(Data items)
_____

use thiserror::Error;

pub type Result<T> = std::result::Result<T, ClusteringError>;

/// Failure kinds surfaced by the clustering pipeline.
///
/// Every variant is a deterministic precondition or numerical-state failure; none of them is
/// transient, so callers should not retry.
#[derive(Debug, Clone, PartialEq, Error)]
pub enum ClusteringError {
    /// Index out of range, mismatched partition cardinalities or non-conforming matrix shapes.
    #[error("shape mismatch in {context}: expected {expected}, found {found}")]
    ShapeMismatch {
        context: String,
        expected: usize,
        found: usize,
    },

    /// A vertex has zero degree where a degree inverse or square root is required.
    #[error("vertex {vertex} has zero degree; the normalized variant needs every degree > 0")]
    DegenerateDegree { vertex: usize },

    /// The fairness null space leaves too few directions for the requested embedding.
    #[error("fairness null space has dimension {dimension}, at least {required} required")]
    RankDeficiency { dimension: usize, required: usize },

    /// The projected degree operator is not positive definite, so it has no SPD square root.
    #[error("projected degree operator is not positive definite (smallest eigenvalue {min_eigenvalue:e})")]
    NonPositiveDefinite { min_eigenvalue: f64 },

    #[error("invalid configuration: {0}")]
    InvalidConfiguration(String),

    #[error("linear algebra failure: {0}")]
    LinearAlgebra(String),
}

impl ClusteringError {
    pub(crate) fn shape(context: impl Into<String>, expected: usize, found: usize) -> Self {
        Self::ShapeMismatch {
            context: context.into(),
            expected,
            found,
        }
    }

    pub(crate) fn vertex_out_of_range(context: &str, vertex: usize, vertex_count: usize) -> Self {
        Self::shape(
            format!("{context} (vertex {vertex} outside [0, {vertex_count}))"),
            vertex_count,
            vertex,
        )
    }

    pub(crate) fn config(message: impl Into<String>) -> Self {
        Self::InvalidConfiguration(message.into())
    }
}
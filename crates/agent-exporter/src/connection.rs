// Copyright 2023-Present Datadog, Inc. https://www.datadoghq.com/
// SPDX-License-Identifier: Apache-2.0

//! Connection lifecycle and retry execution.
//!
//! [`ConnectionManager`] owns the transport, the shared connection-failure
//! flag and the retry scheduler (a task tracker plus cancellation token).
//! Calls are plain closures receiving the transport; whatever the caller does
//! with the response happens after the returned future resolves.

use std::future::Future;
use std::sync::atomic::{AtomicBool, Ordering};
use std::sync::Arc;
use std::time::Duration;

use tokio::task::JoinHandle;
use tokio::time::Instant;
use tokio_util::sync::CancellationToken;
use tokio_util::task::TaskTracker;
use tracing::{debug, info, warn, Instrument};

use crate::backoff::{
    BackoffConfig, RetryPolicy, RetryState, DEFAULT_BASE_DELAY, DEFAULT_HANDSHAKE_MAX_DELAY,
    DEFAULT_MAX_TOTAL,
};
use crate::error::{CallError, Code, ShutdownError, Status};
use crate::rate_limited_log::RateLimitedLog;
use crate::transport::CollectorTransport;

/// Whether log lines about a call may be forwarded to the collector.
///
/// Calls that themselves forward logs run `Suppressed` so a failing log
/// upload does not produce another log upload.
#[derive(Debug, Clone, Copy, PartialEq, Eq)]
pub enum RemoteLogging {
    Enabled,
    Suppressed,
}

impl RemoteLogging {
    pub fn is_suppressed(&self) -> bool {
        matches!(self, RemoteLogging::Suppressed)
    }
}

/// Per-call context threaded through the retry path.
#[derive(Debug, Clone, Copy, PartialEq, Eq)]
pub struct CallSpec {
    pub name: &'static str,
    pub remote_logging: RemoteLogging,
}

impl CallSpec {
    pub const fn new(name: &'static str) -> Self {
        Self {
            name,
            remote_logging: RemoteLogging::Enabled,
        }
    }

    pub const fn with_remote_logging(mut self, remote_logging: RemoteLogging) -> Self {
        self.remote_logging = remote_logging;
        self
    }
}

#[derive(Debug, Clone, Copy, PartialEq, Eq)]
pub struct RetrySettings {
    pub base: Duration,
    /// Default total budget for `call_with_retries`.
    pub max_total: Duration,
    pub handshake_max_delay: Duration,
}

impl Default for RetrySettings {
    fn default() -> Self {
        Self {
            base: DEFAULT_BASE_DELAY,
            max_total: DEFAULT_MAX_TOTAL,
            handshake_max_delay: DEFAULT_HANDSHAKE_MAX_DELAY,
        }
    }
}

/// The cross-component flags. These two cells are the only mutable state
/// shared between the exporter and the command channel.
#[derive(Debug, Default)]
pub struct ConnectionState {
    connection_failure: AtomicBool,
    closed: AtomicBool,
}

impl ConnectionState {
    pub fn in_connection_failure(&self) -> bool {
        self.connection_failure.load(Ordering::Acquire)
    }

    /// Returns true when this call flipped the flag from clear to set.
    pub fn set_connection_failure(&self) -> bool {
        self.connection_failure
            .compare_exchange(false, true, Ordering::AcqRel, Ordering::Acquire)
            .is_ok()
    }

    /// Returns true when this call flipped the flag from set to clear.
    pub fn clear_connection_failure(&self) -> bool {
        self.connection_failure
            .compare_exchange(true, false, Ordering::AcqRel, Ordering::Acquire)
            .is_ok()
    }

    pub fn is_closed(&self) -> bool {
        self.closed.load(Ordering::Acquire)
    }

    fn mark_closed(&self) {
        self.closed.store(true, Ordering::Release);
    }
}

pub struct ConnectionManager {
    transport: Arc<dyn CollectorTransport>,
    state: Arc<ConnectionState>,
    settings: RetrySettings,
    failure_log: RateLimitedLog,
    tasks: TaskTracker,
    cancel: CancellationToken,
}

impl ConnectionManager {
    pub fn new(transport: Arc<dyn CollectorTransport>, settings: RetrySettings) -> Self {
        Self {
            transport,
            state: Arc::new(ConnectionState::default()),
            settings,
            failure_log: RateLimitedLog::default(),
            tasks: TaskTracker::new(),
            cancel: CancellationToken::new(),
        }
    }

    pub fn transport(&self) -> &Arc<dyn CollectorTransport> {
        &self.transport
    }

    pub fn state(&self) -> &Arc<ConnectionState> {
        &self.state
    }

    pub fn settings(&self) -> RetrySettings {
        self.settings
    }

    pub fn is_closed(&self) -> bool {
        self.state.is_closed()
    }

    /// Token cancelled by [`ConnectionManager::close`]; components with their
    /// own scheduler derive child tokens from it.
    pub fn cancellation_token(&self) -> CancellationToken {
        self.cancel.clone()
    }

    /// Runs `future` on the retry scheduler.
    pub fn spawn<F>(&self, future: F) -> JoinHandle<F::Output>
    where
        F: Future + Send + 'static,
        F::Output: Send + 'static,
    {
        self.tasks.spawn(future.in_current_span())
    }

    /// Issues `call` exactly once.
    pub async fn call_once<T, F, Fut>(&self, spec: CallSpec, mut call: F) -> Result<T, CallError>
    where
        F: FnMut(Arc<dyn CollectorTransport>) -> Fut,
        Fut: Future<Output = Result<T, Status>>,
    {
        if self.is_closed() {
            return Err(CallError::Closed);
        }
        match call(self.transport.clone()).await {
            Ok(value) => Ok(value),
            Err(status) => {
                if status.is_connection_failure() {
                    self.record_failure(spec, &status);
                } else {
                    debug!(
                        call = spec.name,
                        suppress_remote = spec.remote_logging.is_suppressed(),
                        "collector rejected call: {status}"
                    );
                }
                Err(CallError::Status(status))
            }
        }
    }

    /// Issues `call`, retrying transient failures with jittered exponential
    /// backoff until `max_total` of wall-clock time would be exceeded.
    ///
    /// Skipped entirely while the connection is known to be down.
    pub async fn call_with_retries<T, F, Fut>(
        &self,
        spec: CallSpec,
        max_total: Duration,
        call: F,
    ) -> Result<T, CallError>
    where
        F: FnMut(Arc<dyn CollectorTransport>) -> Fut,
        Fut: Future<Output = Result<T, Status>>,
    {
        if self.is_closed() {
            return Err(CallError::Closed);
        }
        if self.state.in_connection_failure() {
            debug!(call = spec.name, "skipping call while the collector is unreachable");
            return Err(CallError::ConnectionDown);
        }
        let policy = RetryPolicy::Bounded {
            base: self.settings.base,
            max_total,
        };
        self.run(spec, policy, call).await
    }

    /// Issues the handshake `call`, retrying forever until it succeeds or the
    /// manager is closed. The very first failure is retried immediately.
    pub async fn call_handshake<T, F, Fut>(&self, spec: CallSpec, call: F) -> Result<T, CallError>
    where
        F: FnMut(Arc<dyn CollectorTransport>) -> Fut,
        Fut: Future<Output = Result<T, Status>>,
    {
        if self.is_closed() {
            return Err(CallError::Closed);
        }
        let policy = RetryPolicy::Handshake {
            base: self.settings.base,
            max_delay: self.settings.handshake_max_delay,
        };
        self.run(spec, policy, call).await
    }

    async fn run<T, F, Fut>(
        &self,
        spec: CallSpec,
        policy: RetryPolicy,
        mut call: F,
    ) -> Result<T, CallError>
    where
        F: FnMut(Arc<dyn CollectorTransport>) -> Fut,
        Fut: Future<Output = Result<T, Status>>,
    {
        let Some(backoff) = BackoffConfig::for_policy(policy) else {
            return self.call_once(spec, call).await;
        };
        let handshake = matches!(policy, RetryPolicy::Handshake { .. });
        let budget = match policy {
            RetryPolicy::Bounded { max_total, .. } => Some(max_total),
            _ => None,
        };
        let max_attempts = policy.max_attempts();

        let start = Instant::now();
        let mut retry = RetryState::new(backoff);
        let mut attempts = 0u32;
        let mut free_retry_available = handshake;

        loop {
            if self.is_closed() {
                return Err(CallError::Closed);
            }
            attempts += 1;
            let status = match call(self.transport.clone()).await {
                Ok(value) => {
                    if handshake && self.state.clear_connection_failure() {
                        info!(
                            call = spec.name,
                            suppress_remote = spec.remote_logging.is_suppressed(),
                            "re-established connection to the collector"
                        );
                    }
                    return Ok(value);
                }
                Err(status) => status,
            };

            if !handshake && !status.is_retryable() {
                if status.code == Code::ResourceExhausted {
                    debug!(
                        call = spec.name,
                        suppress_remote = spec.remote_logging.is_suppressed(),
                        "collector is exhausted, not retrying: {status}"
                    );
                } else {
                    warn!(
                        call = spec.name,
                        suppress_remote = spec.remote_logging.is_suppressed(),
                        "collector rejected call: {status}"
                    );
                }
                return Err(CallError::Status(status));
            }

            if free_retry_available {
                free_retry_available = false;
                debug!(call = spec.name, "retrying immediately after first failure: {status}");
                continue;
            }

            if handshake || status.is_connection_failure() {
                self.record_failure(spec, &status);
            }

            let delay = retry.register_failure();
            if let Some(max_total) = budget {
                let elapsed = start.elapsed();
                let exhausted = max_attempts.is_some_and(|max| attempts >= max);
                if exhausted || elapsed + delay > max_total {
                    debug!(
                        call = spec.name,
                        attempts,
                        ?elapsed,
                        suppress_remote = spec.remote_logging.is_suppressed(),
                        "giving up on call: {status}"
                    );
                    return Err(CallError::GaveUp {
                        attempts,
                        elapsed,
                        last: status,
                    });
                }
            }

            debug!(call = spec.name, attempts, ?delay, "backing off before retry");
            if !self.sleep(delay).await {
                return Err(CallError::Closed);
            }
        }
    }

    /// Returns false when the sleep was cut short by `close`.
    async fn sleep(&self, delay: Duration) -> bool {
        tokio::select! {
            _ = self.cancel.cancelled() => false,
            _ = tokio::time::sleep(delay) => true,
        }
    }

    fn record_failure(&self, spec: CallSpec, status: &Status) {
        self.state.set_connection_failure();
        if let Some(suppressed) = self.failure_log.permit() {
            warn!(
                call = spec.name,
                suppressed,
                suppress_remote = spec.remote_logging.is_suppressed(),
                "unable to reach the collector (will keep trying): {status}"
            );
        }
    }

    /// Flips the closed flag and stops accepting new scheduler work.
    pub fn close(&self) {
        self.state.mark_closed();
        self.cancel.cancel();
        self.tasks.close();
    }

    /// Waits for the retry scheduler and then the transport to wind down,
    /// each bounded by `timeout`.
    pub async fn await_close(&self, timeout: Duration) -> Result<(), ShutdownError> {
        if tokio::time::timeout(timeout, self.tasks.wait())
            .await
            .is_err()
        {
            return Err(ShutdownError::Timeout {
                resource: "retry scheduler",
                timeout,
            });
        }
        if tokio::time::timeout(timeout, self.transport.shutdown())
            .await
            .is_err()
        {
            return Err(ShutdownError::Timeout {
                resource: "transport channel",
                timeout,
            });
        }
        debug!("connection manager closed");
        Ok(())
    }
}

_____

▶ **What is needed**
Lines with "false": return each one from the data above.

▶ **Task response**
            .compare_exchange(false, true, Ordering::AcqRel, Ordering::Acquire)
            .compare_exchange(true, false, Ordering::AcqRel, Ordering::Acquire)
                free_retry_available = false;
    /// Returns false when the sleep was cut short by `close`.
            _ = self.cancel.cancelled() => false,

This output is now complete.